Start of Block

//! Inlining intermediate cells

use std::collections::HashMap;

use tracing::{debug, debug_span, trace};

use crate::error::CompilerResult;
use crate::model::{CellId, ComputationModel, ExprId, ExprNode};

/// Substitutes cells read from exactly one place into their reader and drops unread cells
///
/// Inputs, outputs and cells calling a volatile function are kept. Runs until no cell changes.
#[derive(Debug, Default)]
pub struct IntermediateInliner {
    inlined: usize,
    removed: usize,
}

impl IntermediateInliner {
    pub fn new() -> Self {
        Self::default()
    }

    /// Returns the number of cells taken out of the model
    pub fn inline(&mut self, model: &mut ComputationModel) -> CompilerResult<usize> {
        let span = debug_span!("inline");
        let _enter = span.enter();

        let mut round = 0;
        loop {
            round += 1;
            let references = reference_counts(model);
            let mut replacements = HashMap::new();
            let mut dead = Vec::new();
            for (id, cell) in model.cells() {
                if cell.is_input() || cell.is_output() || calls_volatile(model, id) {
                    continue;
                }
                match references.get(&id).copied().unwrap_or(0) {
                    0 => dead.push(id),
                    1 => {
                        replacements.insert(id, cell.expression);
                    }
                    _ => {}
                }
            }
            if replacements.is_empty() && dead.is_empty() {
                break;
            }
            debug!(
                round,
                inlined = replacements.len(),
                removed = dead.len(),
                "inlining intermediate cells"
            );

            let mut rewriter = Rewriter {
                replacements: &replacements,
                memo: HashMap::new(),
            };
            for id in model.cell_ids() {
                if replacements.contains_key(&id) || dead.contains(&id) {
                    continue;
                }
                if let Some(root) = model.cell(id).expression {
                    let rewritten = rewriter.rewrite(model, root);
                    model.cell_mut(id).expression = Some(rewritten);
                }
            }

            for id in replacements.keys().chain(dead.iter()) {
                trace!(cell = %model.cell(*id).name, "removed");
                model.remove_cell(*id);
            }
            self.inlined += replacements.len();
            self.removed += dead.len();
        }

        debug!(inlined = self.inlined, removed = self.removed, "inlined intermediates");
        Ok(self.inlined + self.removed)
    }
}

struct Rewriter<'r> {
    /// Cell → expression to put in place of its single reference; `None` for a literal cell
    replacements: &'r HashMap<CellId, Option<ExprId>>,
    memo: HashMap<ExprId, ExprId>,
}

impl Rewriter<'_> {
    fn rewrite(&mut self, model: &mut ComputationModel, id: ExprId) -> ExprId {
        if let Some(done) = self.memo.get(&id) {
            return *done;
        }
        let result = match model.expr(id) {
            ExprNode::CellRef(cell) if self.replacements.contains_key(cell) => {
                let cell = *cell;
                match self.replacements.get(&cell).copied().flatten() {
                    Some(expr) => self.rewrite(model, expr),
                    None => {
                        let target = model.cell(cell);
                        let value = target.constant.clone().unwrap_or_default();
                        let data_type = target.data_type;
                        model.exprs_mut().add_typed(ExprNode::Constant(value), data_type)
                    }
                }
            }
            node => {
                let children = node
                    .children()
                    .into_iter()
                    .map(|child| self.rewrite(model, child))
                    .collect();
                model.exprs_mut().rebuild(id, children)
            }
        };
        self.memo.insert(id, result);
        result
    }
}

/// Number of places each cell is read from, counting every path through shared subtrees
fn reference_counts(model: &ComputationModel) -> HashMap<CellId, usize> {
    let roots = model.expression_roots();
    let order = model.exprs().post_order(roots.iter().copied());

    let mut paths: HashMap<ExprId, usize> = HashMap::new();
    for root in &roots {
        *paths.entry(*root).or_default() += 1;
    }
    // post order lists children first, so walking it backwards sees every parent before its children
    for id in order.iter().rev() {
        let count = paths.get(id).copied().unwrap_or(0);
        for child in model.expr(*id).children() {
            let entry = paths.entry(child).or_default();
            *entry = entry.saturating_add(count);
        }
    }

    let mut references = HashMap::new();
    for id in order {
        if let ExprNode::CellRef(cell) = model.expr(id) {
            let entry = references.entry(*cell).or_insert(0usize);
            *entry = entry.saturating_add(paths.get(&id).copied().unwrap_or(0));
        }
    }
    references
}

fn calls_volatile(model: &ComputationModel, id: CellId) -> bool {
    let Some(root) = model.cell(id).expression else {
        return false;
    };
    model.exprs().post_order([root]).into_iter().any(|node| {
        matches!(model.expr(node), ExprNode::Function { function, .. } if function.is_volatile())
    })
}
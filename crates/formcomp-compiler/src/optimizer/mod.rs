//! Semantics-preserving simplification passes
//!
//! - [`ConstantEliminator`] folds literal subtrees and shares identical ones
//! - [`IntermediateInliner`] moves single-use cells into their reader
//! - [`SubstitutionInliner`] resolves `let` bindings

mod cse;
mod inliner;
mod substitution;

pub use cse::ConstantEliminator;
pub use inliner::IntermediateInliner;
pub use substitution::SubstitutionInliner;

End of Block

Only the lines from the one that holds "let Some(root) = model.cell(id).expression else" through the end of the records should appear in the answer, each restated exactly.

_Result of this task:_
    let Some(root) = model.cell(id).expression else {
        return false;
    };
    model.exprs().post_order([root]).into_iter().any(|node| {
        matches!(model.expr(node), ExprNode::Function { function, .. } if function.is_volatile())
    })
}
filename crates/formcomp-compiler/src/optimizer/mod.rs
//! Semantics-preserving simplification passes
//!
//! - [`ConstantEliminator`] folds literal subtrees and shares identical ones
//! - [`IntermediateInliner`] moves single-use cells into their reader
//! - [`SubstitutionInliner`] resolves `let` bindings

mod cse;
mod inliner;
mod substitution;

pub use cse::ConstantEliminator;
pub use inliner::IntermediateInliner;
pub use substitution::SubstitutionInliner;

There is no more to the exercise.